5.6. Governing Law. This Agreement shall be governed by and construed in accordance with the internal laws of the State of Delaware, without giving effect to principles of conflicts of law.

5.7. Headings; Definitions. The headings preceding the text of the sections and subsections of this Agreement are for convenience of reference only and shall not constitute a part of this Agreement, nor shall they affect its meaning, construction or effect. The definitions contained in this Agreement are applicable to the singular as well as the plural forms of such terms and to the masculine as well as to the feminine and neuter genders of such terms.

5.8. Counterparts. This Agreement may be executed in two or more counterparts and by the parties hereto in separate counterparts, each of which when so executed shall be deemed to be an original, and all of which taken together shall constitute one and the same instrument.

5.9. Further Assurances. Each party shall cooperate and take such action as may be reasonably requested by another party in order to carry out the provisions and purposes of this Agreement and the transactions contemplated hereby.

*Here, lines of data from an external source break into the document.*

//! CLI argument parsing for the citnames command

use std::path::PathBuf;

use clap::Parser;

#[derive(Parser, Debug)]
#[command(name = "citnames")]
#[command(version)]
#[command(about = "Deduce compilation commands from an execution event log", long_about = None)]
pub struct Cli {
    /// Path of the event log to read
    #[arg(short, long, value_name = "PATH")]
    pub input: PathBuf,

    /// Path of the compilation database to write
    #[arg(short, long, value_name = "PATH", default_value = "compile_commands.json")]
    pub output: PathBuf,

    /// Configuration file
    #[arg(short, long, value_name = "PATH")]
    pub config: Option<PathBuf>,

    /// Merge with the existing output instead of overwriting it
    #[arg(long)]
    pub append: bool,

    /// Only keep entries whose source file exists on this host
    #[arg(long = "run-checks")]
    pub run_checks: bool,

    /// Enable verbose diagnostics
    #[arg(long)]
    pub verbose: bool,
}

#[cfg(test)]
mod tests {
    use super::*;

    #[test]
    fn output_has_the_conventional_default() {
        let cli = Cli::parse_from(["citnames", "--input", "events.db"]);
        assert_eq!(cli.output, PathBuf::from("compile_commands.json"));
        assert!(!cli.append);
        assert!(!cli.run_checks);
    }

    #[test]
    fn input_is_required() {
        assert!(Cli::try_parse_from(["citnames"]).is_err());
    }
}
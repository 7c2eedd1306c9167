//! buildtrace compiler wrapper - reports and re-runs the real tool
//!
//! This binary is symlinked under compiler names (gcc, c++, ...) in a
//! directory the intercept session puts in front of PATH. It reports the
//! invocation to the collector, then runs the real tool and propagates
//! its exit status unchanged.

use std::process::ExitCode;

use buildtrace_wrapper::run_wrapper;

fn main() -> ExitCode {
    match run_wrapper() {
        Ok(code) => ExitCode::from(code as u8),
        Err(e) => {
            eprintln!("buildtrace-wrapper error: {e:?}");
            ExitCode::from(126)
        }
    }
}
//! Shared vocabulary for buildtrace components
//!
//! Every stage of a run speaks the types in this crate: reporters (the
//! preload library and the compiler wrapper) send [`Report`] payloads to
//! the collector, the collector persists [`EventRecord`]s, and citnames
//! reads them back. The [`envs`] module owns the reserved environment
//! keys that thread a session through an arbitrary process tree.

pub mod envs;
pub mod event;
pub mod wire;

pub use event::{Event, EventRecord, Execution, Report};
pub use wire::{read_frame, write_frame, WireError};
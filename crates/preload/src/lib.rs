//! Exec-family interposition library
//!
//! Loaded into every process of a supervised build via the dynamic
//! loader's preload mechanism. Shadows the libc entry points that
//! replace or spawn a process image (`exec*`, `posix_spawn`,
//! `posix_spawnp`, `system`, `popen`), reports the outgoing execution to
//! the collector named by `BUILDTRACE_DESTINATION`, then delegates to
//! the real symbol resolved with `dlsym(RTLD_NEXT, ...)`.
//!
//! The intercepted program must observe nothing: same return values,
//! same errno, same process state. Reporting is best effort; when the
//! collector is unreachable the call proceeds and at most one database
//! entry goes missing.
//!
//! ## Global state
//!
//! The library is loaded into arbitrary multi-threaded programs and
//! must stay safe across `fork`. Its process-wide state is therefore
//! exactly: the per-symbol resolution slots (atomics), and one
//! lazily-initialized immutable [`state::Session`] read from the
//! environment at first use. The only per-thread state is the
//! reentrancy flag that turns a hook entered from the library's own
//! machinery into a plain pass-through.
//!
//! The variadic `execl`/`execlp`/`execle` wrappers cannot be defined in
//! stable Rust; libcs that route them through the public `execve`
//! symbol are still observed, elsewhere the loss is a missing report.

mod environ;
mod hooks;
mod report;
mod resolve;
mod state;

pub use environ::{merge_preload_list, EnvBlock};
pub use resolve::resolve_executable;
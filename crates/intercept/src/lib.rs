//! Build interception: session, collector, supervision
//!
//! The intercept stage supervises an opaque build command and records
//! every execution its process tree performs into an event log. The
//! [`session`] module primes the environment so descendants report
//! back, the [`collector`] owns the endpoint and the log, and
//! [`supervise`] runs the build itself.

pub mod cli;
pub mod collector;
pub mod session;
pub mod supervise;

use std::time::Duration;

use anyhow::Result;
use tracing::{debug, info};

use crate::cli::Cli;
use crate::collector::Collector;
use crate::session::Session;

/// How long the collector waits for in-flight reports after the build
/// has exited.
const DRAIN_TIMEOUT: Duration = Duration::from_secs(2);

/// Run one intercept session to completion; returns the exit code to
/// propagate (the build's own).
pub async fn run(args: Cli) -> Result<i32> {
    let session = Session::from_args(&args)?;
    let collector = Collector::bind(session.locator(), &args.output)?;
    let environment = session.child_environment();

    let exit_code = supervise::run_build(&args.command, environment, collector.reporter()).await?;
    debug!(exit_code, "build finished, draining reports");

    let records = collector.shutdown(DRAIN_TIMEOUT).await?;
    info!(records, output = %args.output.display(), "event log written");

    Ok(exit_code)
}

5.10. Termination. This Agreement shall terminate (a) on the written agreement of the Investors who are parties hereto or when all the Investors except any one Investor no longer hold any Securities, (b) if the Effective Time shall not have occurred, upon the termination of the Merger Agreement in accordance with its terms or (c) upon the date of the consummation of the Company’s initial Public Offering. If this Agreement terminates pursuant to Section 5.10(b), this Agreement shall become void and of no effect with no liability on the part of either party (or any stockholder, director, officer, employee, agent, consultant or representative of such party) to the other parties hereto, except that no such termination shall relieve any party hereto of any liability or damages resulting from any willful breach by such party of this Agreement.

5.11. Remedies. In the event of a breach or a threatened breach by any party to this Agreement of its obligations under this Agreement, any party injured or to be injured by such breach, in addition to being entitled to exercise all rights granted by law, including recovery of damages, will be entitled to specific performance of its rights under this Agreement. The parties agree that the provisions of this Agreement shall be specifically enforceable, it being agreed by the parties that the remedy at law, including monetary damages, for breach of such provision will be inadequate compensation for any loss and that any defense in any action for specific performance that a remedy at law would be adequate is waived.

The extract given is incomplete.